Gruppo che – giurano i Dimaiani – è destinato ad allargarsi ancora. Tra i pesci grossi, si punta al presidente dei deputati M5S Davide Crippa e all'ex ministro della Giustizia Alfonso Bonafede. "Alfonso oggi era devastato – racconta un parlamentare, che ha avuto modo di parlarci alla Camera -, con il cuore vorrebbe venire con noi, ma fatica ad abbandonare Conte, perché lo ha portato lui dentro al Movimento". Sembra invece affievolirsi l'ipotesi che alla nuova forza si unisca anche il sottosegretario alla Salute Pierpaolo Sileri.
Al di là delle contingenze, ci sono i temi di prospettiva. Il primo è blindare il governo Draghi, dato che dallo staff di Di Maio fanno trapelare il timore che a settembre Conte possa strappare davvero, per provare a rigenerarsi all'opposizione, in vista delle elezioni politiche del 2023. E a proposito di elezioni, l'altra grossa domanda è se e come Di Maio riuscirà a garantire la sopravvivenza del suo progetto nella prossima legislatura.

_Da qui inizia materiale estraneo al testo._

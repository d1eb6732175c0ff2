//! # Roomsync Simulator
//!
//! Plays the three upstream platforms against a broker and disturbs delivery
//! the way real webhooks get disturbed: duplicated, delayed, dropped and
//! reordered.
//!
//! ## Pipeline
//!
//! ```text
//! Scenario
//!   → PlatformSimulator   (book / cancel, native payload)
//!   → ScenarioContext     (fresh event id, ChaosEngine::decide)
//!   → delivery::plan      (Effect<Delivery>)
//!   → EffectExecutor      (delay, then original, then copies)
//!   → EventSender         (envelope + headers → broker)
//! ```
//!
//! ## Example
//!
//! ```ignore
//! let sender = Arc::new(InProcessSender::new(broker.router()));
//! let runner = ScenarioRunner::new(sender, Arc::new(ChaosEngine::new(ChaosConfig::default())), clock, ids);
//!
//! let result = runner.run(&SimpleBooking).await;
//! println!("{result}");
//! ```

/// Delivery chaos engine
pub mod chaos;

/// Configuration management
pub mod config;

/// Chaos-aware delivery plans
pub mod delivery;

/// Simulator metrics
pub mod metrics;

/// Upstream platform simulators
pub mod platform;

/// Execution reports
pub mod report;

/// Scenarios and the runner
pub mod scenario;

/// Outbound event delivery
pub mod sender;

pub use chaos::{ChaosConfig, ChaosDecision, ChaosEngine};
pub use config::{Config, ConfigError};
pub use platform::{Issued, PlatformSimulator, Platforms};
pub use report::{ExecutionReport, ReportEntry, ReportSummary};
pub use scenario::{Scenario, ScenarioKind, ScenarioResult, ScenarioRunner};
pub use sender::{DeliveryError, EventSender, InProcessSender, PlatformEvent};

I suoi sostenitori ammettono che il consenso verso la nuova forza politica è da costruire quasi da zero. Ma come e con chi? Non con Calenda, né con Renzi, assicurano. Mentre, invece, il riferimento fatto dal ministro degli Esteri in conferenza stampa al ruolo dei sindaci viene letto come un preciso messaggio verso il primo cittadino di Milano Beppe Sala, che le cronache raccontano impegnato nella costruzione di un soggetto verde e liberale. L'altro punto fermo dei Dimaiani, oltre al sostegno a Draghi, è la collocazione nel campo del centrosinistra, anche perché, sostengono: "Oggi molti del Pd parlano più e meglio con noi che con Conte".
A tutto questo, però, si penserà da domani, o da oggi per chi leggerà questo articolo quando, dopo il giorno più lungo degli uomini di Di Maio, ormai le cene saranno terminate. Per adesso, l'unica vera preoccupazione è che l'acronimo che viene fuori dal nome della nuova formazione "Insieme per il Futuro" – e cioè "Ipif" – suona davvero male. "Sembra il nome di una tassa", scherza uno dei deputati dissidenti al tavolo. Gli altri ridono. Anche questo problema si risolverà, forse. O forse, no. Ma per stasera, intanto Di Maio e i suoi scudieri vogliono soprattutto respirare una boccata d'aria fresca.